ACTION ITEM :: Scan the lines below; pull out those with "name".

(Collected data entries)

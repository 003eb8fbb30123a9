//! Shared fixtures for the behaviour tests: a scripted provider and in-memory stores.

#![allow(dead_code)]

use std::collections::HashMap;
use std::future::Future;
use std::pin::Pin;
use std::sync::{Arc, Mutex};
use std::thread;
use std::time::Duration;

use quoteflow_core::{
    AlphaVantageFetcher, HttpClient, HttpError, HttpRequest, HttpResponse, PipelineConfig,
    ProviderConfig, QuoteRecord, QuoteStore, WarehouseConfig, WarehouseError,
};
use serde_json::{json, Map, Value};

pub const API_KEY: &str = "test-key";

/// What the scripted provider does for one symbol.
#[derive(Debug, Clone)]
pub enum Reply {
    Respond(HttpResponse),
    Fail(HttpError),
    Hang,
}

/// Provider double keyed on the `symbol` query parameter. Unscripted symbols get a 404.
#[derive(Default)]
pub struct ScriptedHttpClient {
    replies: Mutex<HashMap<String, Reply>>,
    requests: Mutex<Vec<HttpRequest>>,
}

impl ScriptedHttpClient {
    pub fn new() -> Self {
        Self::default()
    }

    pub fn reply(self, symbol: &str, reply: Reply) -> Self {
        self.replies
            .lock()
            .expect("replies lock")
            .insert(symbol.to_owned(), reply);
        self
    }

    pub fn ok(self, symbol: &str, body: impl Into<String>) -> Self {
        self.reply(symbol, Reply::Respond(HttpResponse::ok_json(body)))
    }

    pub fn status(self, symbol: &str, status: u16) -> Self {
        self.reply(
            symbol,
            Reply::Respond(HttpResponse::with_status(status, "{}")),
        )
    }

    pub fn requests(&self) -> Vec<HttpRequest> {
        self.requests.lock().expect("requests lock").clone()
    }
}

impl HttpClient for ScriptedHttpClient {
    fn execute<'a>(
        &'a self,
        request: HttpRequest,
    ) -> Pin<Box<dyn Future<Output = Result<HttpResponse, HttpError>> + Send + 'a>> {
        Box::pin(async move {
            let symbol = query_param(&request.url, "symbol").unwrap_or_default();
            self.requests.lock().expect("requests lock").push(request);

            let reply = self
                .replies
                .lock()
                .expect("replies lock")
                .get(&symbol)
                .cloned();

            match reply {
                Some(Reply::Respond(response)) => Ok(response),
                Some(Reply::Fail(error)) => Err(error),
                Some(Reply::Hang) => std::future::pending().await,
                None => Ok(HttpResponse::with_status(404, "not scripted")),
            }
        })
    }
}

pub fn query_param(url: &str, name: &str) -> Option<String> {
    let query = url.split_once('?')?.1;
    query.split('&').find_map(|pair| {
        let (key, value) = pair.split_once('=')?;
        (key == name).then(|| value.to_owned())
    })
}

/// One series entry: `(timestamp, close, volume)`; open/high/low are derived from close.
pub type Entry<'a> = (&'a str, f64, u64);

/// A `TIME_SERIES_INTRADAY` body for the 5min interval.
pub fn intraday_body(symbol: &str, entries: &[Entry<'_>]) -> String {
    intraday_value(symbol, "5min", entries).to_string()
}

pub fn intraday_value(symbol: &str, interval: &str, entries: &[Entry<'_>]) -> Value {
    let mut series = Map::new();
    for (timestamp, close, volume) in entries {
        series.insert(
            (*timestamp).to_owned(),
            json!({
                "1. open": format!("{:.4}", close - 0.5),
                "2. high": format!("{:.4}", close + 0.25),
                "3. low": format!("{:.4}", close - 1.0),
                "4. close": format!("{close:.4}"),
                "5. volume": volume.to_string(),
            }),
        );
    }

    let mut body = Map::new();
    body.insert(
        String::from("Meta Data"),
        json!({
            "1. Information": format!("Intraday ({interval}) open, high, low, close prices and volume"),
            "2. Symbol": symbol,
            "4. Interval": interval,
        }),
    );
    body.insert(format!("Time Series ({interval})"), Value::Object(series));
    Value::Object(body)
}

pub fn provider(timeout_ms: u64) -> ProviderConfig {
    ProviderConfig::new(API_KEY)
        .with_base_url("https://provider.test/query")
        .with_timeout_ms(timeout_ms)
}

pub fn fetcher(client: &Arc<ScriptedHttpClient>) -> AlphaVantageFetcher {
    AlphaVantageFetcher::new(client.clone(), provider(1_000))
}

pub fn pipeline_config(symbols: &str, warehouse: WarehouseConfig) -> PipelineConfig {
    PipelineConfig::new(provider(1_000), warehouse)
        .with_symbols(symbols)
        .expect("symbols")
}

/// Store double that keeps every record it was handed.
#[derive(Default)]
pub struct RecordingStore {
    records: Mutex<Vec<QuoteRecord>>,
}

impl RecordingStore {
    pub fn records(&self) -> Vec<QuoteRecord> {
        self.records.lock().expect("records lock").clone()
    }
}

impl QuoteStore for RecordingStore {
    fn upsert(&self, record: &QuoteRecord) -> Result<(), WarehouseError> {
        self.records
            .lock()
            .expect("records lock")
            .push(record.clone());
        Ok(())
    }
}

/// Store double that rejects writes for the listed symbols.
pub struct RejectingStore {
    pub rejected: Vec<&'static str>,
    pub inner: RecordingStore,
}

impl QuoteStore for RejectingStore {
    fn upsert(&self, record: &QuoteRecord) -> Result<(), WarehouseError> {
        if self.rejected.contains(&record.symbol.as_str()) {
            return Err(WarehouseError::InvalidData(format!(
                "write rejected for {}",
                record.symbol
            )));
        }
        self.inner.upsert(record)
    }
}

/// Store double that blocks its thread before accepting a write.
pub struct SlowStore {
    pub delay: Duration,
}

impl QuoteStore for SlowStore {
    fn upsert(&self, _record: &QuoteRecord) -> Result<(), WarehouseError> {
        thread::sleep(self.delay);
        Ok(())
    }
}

WRITTEN REPLY ::
pub fn query_param(url: &str, name: &str) -> Option<String> {
        (key == name).then(|| value.to_owned())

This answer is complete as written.